- _What to produce_: How many lines of the listing contain the string "Print"? Only the number is wanted.

- _Raw data_:
╔══

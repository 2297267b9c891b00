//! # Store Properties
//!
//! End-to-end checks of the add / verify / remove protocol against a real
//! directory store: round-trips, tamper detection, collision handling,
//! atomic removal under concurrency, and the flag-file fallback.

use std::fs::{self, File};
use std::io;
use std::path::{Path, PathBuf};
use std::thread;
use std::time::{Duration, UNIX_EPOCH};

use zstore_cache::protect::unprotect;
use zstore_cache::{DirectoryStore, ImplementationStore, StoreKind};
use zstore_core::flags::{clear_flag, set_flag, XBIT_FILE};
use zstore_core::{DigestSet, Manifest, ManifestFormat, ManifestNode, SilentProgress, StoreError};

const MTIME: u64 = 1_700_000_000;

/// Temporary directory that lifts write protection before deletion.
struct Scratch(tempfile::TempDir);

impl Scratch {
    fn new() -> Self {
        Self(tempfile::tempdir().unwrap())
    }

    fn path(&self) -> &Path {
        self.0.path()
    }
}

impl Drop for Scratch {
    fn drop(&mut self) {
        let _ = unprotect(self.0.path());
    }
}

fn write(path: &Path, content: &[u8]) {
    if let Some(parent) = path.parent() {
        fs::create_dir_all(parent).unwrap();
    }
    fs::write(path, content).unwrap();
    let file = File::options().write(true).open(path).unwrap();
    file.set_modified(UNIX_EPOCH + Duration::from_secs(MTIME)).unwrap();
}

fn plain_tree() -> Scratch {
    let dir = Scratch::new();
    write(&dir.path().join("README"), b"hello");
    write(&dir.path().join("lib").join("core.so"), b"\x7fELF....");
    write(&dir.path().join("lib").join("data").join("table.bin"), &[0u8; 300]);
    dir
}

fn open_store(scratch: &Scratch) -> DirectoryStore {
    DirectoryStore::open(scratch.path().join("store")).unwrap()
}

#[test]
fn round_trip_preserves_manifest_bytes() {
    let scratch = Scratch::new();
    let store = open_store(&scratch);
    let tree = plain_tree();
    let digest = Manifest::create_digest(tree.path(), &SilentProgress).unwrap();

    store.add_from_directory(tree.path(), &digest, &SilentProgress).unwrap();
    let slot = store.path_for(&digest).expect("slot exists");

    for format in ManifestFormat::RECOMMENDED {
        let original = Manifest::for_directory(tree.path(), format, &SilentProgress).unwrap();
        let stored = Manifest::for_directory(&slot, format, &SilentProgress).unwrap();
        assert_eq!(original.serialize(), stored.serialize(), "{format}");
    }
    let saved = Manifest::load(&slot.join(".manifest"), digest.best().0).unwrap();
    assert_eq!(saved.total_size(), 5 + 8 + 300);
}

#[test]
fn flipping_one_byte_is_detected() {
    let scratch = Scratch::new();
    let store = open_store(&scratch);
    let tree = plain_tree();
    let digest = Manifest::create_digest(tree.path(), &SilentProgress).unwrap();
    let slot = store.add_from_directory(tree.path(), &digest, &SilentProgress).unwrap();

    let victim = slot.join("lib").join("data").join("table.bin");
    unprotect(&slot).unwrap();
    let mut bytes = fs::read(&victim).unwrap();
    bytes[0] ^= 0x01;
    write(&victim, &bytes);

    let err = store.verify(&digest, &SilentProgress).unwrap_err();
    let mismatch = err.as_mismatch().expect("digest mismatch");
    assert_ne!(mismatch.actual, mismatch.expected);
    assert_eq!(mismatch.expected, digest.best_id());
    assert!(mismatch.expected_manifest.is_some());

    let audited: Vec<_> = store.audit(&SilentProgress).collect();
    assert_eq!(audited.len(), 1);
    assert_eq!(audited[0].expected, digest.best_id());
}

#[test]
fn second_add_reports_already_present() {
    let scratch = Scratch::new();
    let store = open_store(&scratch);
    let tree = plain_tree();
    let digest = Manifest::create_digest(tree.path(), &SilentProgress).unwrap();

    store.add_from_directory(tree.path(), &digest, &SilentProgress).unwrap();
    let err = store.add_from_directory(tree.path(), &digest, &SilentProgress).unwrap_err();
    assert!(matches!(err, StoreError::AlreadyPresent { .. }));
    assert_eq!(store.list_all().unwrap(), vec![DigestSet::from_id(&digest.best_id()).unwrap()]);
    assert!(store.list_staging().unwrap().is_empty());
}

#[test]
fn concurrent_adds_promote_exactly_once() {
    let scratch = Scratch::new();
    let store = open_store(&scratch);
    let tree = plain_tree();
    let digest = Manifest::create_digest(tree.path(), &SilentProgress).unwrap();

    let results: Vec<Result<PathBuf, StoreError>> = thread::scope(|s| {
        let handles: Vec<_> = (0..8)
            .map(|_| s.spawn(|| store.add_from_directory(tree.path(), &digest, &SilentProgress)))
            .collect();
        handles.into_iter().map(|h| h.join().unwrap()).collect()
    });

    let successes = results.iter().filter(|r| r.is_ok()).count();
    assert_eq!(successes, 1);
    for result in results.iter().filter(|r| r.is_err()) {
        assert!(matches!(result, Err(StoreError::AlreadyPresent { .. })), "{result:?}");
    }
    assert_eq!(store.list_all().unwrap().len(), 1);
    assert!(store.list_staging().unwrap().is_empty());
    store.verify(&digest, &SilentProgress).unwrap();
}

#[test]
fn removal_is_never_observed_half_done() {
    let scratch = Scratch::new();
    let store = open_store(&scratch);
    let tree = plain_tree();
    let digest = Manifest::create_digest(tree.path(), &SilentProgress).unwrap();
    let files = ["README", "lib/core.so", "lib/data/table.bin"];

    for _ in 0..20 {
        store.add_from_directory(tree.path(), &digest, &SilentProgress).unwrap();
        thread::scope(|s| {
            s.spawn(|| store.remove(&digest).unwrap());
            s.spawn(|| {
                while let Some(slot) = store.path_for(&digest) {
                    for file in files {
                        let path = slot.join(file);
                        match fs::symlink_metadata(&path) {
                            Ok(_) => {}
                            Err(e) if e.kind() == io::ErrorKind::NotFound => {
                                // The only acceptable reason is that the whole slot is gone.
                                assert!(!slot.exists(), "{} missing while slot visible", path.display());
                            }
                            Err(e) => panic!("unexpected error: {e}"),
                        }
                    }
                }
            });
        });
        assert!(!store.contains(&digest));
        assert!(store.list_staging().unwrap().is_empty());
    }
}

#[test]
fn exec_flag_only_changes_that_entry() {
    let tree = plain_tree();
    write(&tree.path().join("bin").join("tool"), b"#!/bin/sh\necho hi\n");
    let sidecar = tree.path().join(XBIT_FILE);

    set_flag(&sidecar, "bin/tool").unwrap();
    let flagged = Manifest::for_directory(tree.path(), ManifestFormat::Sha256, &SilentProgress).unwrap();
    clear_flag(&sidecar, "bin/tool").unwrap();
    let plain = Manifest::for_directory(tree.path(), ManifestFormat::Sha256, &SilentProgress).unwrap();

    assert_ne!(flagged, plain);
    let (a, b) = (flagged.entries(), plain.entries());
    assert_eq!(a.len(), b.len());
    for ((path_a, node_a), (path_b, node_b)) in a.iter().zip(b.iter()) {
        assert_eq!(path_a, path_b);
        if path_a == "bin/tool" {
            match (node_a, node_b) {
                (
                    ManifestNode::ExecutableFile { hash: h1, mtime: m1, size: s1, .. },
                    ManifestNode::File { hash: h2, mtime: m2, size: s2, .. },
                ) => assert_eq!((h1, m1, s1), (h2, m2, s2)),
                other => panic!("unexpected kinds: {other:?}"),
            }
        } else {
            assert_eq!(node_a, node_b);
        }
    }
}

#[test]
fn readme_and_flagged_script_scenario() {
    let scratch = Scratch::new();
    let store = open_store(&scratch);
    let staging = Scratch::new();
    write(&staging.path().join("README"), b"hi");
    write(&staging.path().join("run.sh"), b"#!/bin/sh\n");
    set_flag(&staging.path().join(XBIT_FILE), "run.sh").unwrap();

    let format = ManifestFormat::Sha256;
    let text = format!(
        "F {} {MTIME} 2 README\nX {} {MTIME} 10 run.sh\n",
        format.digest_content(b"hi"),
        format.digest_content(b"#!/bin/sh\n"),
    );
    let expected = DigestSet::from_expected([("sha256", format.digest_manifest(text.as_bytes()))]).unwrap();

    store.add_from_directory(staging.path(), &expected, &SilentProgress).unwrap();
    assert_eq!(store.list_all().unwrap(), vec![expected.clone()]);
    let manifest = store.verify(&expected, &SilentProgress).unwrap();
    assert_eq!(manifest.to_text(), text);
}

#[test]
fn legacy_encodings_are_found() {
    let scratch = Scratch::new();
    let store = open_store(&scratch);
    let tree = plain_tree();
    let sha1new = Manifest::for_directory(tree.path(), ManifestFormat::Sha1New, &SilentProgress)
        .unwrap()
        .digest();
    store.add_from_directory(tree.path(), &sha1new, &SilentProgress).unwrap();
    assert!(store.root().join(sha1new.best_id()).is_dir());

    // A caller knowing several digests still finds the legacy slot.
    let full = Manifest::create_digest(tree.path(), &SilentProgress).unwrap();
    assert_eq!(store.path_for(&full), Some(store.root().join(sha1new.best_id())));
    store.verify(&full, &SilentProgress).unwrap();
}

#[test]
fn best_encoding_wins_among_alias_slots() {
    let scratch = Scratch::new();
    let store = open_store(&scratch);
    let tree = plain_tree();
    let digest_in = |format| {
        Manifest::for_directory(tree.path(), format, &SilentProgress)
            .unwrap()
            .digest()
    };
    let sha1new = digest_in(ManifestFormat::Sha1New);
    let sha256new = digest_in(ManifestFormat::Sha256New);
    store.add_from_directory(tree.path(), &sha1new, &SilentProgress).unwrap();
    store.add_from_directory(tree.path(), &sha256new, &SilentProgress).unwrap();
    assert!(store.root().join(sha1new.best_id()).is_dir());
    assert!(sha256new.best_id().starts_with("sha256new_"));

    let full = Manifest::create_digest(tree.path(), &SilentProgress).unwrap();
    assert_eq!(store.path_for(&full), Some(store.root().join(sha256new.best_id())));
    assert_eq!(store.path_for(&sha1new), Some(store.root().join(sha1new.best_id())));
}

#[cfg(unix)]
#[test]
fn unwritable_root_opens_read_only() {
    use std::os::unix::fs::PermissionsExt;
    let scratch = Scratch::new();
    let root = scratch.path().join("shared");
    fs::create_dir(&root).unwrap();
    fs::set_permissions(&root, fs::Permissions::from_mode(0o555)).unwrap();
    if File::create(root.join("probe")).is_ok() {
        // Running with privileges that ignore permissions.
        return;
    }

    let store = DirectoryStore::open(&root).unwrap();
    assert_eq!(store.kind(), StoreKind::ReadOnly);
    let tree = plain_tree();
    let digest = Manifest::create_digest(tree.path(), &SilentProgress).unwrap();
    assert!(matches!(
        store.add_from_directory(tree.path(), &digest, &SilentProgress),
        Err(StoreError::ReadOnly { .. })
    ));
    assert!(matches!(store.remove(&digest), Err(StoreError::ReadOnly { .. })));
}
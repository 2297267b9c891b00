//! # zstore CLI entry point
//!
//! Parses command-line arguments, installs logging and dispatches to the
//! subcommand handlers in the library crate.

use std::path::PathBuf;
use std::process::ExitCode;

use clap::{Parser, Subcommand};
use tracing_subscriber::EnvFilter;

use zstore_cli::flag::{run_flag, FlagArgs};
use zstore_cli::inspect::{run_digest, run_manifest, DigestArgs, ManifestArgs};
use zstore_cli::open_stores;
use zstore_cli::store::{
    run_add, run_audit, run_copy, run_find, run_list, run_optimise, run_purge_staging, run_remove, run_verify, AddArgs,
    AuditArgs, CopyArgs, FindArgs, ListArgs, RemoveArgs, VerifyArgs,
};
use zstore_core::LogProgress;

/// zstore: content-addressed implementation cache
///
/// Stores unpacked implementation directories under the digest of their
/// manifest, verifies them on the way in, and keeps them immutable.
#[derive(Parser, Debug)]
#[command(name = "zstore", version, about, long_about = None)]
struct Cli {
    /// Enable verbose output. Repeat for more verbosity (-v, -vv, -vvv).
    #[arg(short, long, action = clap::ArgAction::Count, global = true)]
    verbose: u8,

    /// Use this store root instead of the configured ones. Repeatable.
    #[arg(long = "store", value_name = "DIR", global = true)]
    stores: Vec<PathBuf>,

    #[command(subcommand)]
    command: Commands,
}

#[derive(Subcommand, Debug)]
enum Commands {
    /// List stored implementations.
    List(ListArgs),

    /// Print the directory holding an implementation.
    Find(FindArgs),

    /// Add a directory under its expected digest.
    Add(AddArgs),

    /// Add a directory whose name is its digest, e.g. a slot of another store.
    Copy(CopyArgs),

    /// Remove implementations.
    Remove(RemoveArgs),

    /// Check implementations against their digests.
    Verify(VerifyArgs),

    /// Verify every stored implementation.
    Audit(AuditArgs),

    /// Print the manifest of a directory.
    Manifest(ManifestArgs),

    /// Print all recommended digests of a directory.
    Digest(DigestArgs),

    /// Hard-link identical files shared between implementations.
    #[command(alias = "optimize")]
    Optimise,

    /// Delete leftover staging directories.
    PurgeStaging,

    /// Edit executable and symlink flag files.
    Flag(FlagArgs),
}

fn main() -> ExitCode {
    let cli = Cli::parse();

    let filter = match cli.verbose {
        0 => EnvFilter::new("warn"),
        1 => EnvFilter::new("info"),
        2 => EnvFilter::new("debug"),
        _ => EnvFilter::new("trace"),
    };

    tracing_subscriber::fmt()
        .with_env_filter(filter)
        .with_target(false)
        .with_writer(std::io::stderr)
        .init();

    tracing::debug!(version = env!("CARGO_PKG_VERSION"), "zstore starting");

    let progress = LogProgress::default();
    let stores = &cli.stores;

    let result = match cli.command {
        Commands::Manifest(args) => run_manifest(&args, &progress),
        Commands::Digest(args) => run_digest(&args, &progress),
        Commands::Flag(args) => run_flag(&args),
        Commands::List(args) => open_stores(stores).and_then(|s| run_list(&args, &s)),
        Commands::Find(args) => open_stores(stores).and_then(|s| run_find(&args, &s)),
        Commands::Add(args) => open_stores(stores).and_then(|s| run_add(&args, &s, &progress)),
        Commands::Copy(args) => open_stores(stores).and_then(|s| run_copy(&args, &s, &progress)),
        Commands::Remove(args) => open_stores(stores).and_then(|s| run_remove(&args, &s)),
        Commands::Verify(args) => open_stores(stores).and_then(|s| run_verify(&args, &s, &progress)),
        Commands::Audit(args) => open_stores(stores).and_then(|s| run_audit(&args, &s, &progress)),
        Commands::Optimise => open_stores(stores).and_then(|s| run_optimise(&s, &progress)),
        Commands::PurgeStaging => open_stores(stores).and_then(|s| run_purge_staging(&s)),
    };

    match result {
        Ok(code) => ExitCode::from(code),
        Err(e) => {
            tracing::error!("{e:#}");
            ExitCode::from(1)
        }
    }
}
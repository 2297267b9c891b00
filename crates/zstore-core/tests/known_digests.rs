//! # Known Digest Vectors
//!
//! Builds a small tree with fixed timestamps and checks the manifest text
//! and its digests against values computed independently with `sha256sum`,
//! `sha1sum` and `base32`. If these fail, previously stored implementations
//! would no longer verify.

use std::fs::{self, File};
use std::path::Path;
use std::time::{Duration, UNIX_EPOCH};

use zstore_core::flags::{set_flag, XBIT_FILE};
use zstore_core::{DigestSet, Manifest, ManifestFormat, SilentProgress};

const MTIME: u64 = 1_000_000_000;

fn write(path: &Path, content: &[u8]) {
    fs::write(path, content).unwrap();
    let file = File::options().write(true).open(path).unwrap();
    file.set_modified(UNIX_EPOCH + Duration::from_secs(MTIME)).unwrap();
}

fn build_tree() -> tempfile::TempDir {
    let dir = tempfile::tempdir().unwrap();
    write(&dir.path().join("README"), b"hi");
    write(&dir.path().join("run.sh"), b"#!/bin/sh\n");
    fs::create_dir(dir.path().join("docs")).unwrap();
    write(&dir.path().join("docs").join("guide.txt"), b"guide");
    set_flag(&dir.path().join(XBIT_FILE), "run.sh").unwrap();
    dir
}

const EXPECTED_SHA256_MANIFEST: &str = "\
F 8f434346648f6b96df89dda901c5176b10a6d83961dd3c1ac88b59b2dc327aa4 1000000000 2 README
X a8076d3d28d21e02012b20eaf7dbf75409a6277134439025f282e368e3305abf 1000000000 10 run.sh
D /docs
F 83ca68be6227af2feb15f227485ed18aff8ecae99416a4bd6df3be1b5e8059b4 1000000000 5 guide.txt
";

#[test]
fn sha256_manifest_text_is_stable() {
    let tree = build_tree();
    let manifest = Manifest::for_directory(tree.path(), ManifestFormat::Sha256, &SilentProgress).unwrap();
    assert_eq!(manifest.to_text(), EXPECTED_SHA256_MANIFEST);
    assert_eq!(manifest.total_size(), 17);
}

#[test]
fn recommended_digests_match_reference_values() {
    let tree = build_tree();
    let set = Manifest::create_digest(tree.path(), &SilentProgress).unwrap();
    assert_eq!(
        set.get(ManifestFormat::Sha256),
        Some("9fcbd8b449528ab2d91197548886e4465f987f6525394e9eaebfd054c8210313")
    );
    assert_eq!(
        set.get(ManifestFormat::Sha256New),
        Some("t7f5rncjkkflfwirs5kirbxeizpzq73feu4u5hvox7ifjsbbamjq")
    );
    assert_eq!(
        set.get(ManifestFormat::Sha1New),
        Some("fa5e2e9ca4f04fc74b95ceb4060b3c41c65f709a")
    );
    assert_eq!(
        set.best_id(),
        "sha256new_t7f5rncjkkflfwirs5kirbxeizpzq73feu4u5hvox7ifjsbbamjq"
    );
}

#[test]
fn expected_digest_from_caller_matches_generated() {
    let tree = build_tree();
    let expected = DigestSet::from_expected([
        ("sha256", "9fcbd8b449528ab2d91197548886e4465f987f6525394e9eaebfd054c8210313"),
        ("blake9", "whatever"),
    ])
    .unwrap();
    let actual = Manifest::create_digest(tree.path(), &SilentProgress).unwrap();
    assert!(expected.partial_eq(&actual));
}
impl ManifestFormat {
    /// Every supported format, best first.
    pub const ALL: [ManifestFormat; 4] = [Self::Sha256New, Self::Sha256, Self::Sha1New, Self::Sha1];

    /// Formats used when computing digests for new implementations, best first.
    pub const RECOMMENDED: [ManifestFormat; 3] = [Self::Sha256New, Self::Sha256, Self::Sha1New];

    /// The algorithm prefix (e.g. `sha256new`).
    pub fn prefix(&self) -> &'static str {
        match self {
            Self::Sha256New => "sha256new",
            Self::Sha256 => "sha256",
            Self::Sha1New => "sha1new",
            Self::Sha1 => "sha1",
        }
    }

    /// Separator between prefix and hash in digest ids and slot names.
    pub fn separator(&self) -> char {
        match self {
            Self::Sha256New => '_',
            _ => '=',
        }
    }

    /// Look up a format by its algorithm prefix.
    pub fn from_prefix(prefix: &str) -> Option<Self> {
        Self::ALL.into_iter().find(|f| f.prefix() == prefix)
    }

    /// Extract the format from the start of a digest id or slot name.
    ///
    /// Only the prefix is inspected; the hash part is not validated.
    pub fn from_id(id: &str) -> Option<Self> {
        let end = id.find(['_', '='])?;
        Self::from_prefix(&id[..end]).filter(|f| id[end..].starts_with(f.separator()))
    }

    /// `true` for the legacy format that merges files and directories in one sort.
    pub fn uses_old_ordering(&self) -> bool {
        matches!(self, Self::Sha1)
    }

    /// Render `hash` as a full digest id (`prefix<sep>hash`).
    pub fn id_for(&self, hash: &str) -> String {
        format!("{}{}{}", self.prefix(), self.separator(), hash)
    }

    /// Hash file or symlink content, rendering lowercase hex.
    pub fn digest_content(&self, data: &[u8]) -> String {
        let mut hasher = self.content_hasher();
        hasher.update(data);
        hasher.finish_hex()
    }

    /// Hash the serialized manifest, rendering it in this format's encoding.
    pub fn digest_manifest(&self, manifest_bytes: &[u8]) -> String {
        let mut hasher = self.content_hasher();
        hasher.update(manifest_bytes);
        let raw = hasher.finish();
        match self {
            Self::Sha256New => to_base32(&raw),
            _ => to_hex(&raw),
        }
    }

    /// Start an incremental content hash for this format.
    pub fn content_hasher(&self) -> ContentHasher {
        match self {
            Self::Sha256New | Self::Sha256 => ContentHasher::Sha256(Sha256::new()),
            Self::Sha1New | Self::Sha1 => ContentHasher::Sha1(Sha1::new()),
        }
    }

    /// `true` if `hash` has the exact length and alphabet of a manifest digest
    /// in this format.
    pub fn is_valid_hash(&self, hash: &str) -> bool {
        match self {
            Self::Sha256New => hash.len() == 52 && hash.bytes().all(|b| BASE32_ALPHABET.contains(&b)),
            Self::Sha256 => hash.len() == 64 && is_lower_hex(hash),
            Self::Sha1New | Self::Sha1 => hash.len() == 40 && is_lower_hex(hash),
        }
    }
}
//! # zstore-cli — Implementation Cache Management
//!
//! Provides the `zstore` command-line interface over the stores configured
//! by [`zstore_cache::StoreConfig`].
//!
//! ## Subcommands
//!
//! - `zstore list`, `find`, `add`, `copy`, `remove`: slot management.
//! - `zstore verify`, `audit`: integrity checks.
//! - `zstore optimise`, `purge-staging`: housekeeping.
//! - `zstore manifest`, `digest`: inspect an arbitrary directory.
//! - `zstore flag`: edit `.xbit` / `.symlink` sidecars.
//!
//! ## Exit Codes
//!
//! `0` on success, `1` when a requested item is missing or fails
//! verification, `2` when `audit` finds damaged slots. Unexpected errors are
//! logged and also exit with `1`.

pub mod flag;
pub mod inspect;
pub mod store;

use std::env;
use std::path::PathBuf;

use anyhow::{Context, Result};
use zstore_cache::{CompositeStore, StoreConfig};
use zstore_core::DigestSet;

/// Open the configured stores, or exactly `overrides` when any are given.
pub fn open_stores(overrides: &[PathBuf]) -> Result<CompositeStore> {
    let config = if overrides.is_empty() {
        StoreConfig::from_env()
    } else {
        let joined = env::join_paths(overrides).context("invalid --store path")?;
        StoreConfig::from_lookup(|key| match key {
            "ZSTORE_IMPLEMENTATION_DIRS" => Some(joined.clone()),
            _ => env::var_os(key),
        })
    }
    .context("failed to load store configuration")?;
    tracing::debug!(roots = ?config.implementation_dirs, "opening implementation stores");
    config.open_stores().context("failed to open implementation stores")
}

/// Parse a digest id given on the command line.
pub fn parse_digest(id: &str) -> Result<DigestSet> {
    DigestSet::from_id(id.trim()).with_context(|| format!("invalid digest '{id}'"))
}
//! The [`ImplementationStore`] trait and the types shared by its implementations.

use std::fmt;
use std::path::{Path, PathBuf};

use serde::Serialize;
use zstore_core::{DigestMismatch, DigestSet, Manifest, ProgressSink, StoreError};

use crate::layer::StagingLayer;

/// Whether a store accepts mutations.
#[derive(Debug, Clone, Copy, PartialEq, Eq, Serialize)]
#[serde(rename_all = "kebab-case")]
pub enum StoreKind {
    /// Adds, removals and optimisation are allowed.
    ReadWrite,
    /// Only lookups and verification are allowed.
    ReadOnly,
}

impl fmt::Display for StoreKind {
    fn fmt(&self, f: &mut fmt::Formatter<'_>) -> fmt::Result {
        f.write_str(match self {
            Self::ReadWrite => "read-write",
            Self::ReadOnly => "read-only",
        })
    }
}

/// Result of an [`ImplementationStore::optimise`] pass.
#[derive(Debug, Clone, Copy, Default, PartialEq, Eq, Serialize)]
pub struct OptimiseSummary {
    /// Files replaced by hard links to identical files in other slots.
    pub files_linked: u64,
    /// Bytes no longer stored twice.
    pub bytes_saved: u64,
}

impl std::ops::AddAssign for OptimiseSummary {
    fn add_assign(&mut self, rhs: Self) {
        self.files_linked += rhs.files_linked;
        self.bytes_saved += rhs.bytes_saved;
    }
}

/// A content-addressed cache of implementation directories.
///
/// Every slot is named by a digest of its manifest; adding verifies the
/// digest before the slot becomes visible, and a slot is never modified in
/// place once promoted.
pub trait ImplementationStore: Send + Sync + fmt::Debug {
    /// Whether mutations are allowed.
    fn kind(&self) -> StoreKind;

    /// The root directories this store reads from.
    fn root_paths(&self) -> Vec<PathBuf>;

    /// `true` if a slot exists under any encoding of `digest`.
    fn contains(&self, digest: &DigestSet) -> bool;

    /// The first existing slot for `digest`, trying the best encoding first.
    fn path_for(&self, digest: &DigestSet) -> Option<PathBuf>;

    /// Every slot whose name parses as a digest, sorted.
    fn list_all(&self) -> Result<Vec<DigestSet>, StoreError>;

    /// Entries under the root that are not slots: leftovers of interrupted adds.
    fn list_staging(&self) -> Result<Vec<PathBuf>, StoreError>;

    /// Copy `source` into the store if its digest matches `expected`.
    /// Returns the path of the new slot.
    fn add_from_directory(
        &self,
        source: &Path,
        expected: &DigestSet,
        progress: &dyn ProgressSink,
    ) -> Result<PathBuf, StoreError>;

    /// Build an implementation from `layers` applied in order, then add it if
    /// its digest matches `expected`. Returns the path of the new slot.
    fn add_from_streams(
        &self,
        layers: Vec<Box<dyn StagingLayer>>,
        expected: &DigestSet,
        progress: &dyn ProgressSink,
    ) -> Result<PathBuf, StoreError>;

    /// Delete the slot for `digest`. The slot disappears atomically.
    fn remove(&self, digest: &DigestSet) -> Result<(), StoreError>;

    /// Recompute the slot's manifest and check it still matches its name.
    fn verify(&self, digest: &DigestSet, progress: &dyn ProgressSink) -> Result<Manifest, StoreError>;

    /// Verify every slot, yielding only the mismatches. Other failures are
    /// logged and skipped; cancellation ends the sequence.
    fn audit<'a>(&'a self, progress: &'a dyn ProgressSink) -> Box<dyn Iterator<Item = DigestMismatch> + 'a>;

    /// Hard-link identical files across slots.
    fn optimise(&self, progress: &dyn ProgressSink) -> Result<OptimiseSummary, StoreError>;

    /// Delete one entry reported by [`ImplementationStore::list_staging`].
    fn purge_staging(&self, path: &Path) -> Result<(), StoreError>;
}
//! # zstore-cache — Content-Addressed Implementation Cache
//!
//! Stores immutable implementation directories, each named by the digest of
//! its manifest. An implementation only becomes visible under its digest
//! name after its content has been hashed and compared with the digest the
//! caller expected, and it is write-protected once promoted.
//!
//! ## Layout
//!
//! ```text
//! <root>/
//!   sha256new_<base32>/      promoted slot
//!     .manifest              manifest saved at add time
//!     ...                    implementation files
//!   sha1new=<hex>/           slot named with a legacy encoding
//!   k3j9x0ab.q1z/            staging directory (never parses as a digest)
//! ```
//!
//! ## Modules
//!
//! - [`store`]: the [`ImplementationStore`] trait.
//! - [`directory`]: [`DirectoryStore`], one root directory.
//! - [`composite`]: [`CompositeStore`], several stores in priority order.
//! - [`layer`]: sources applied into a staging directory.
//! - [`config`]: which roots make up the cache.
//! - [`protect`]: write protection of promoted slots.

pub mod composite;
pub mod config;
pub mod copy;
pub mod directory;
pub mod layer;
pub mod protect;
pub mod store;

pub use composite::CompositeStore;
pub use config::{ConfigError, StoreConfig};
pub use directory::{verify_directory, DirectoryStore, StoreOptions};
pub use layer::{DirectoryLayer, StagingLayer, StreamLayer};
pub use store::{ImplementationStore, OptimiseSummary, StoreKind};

╚══

- _Reply to the exercise_: 3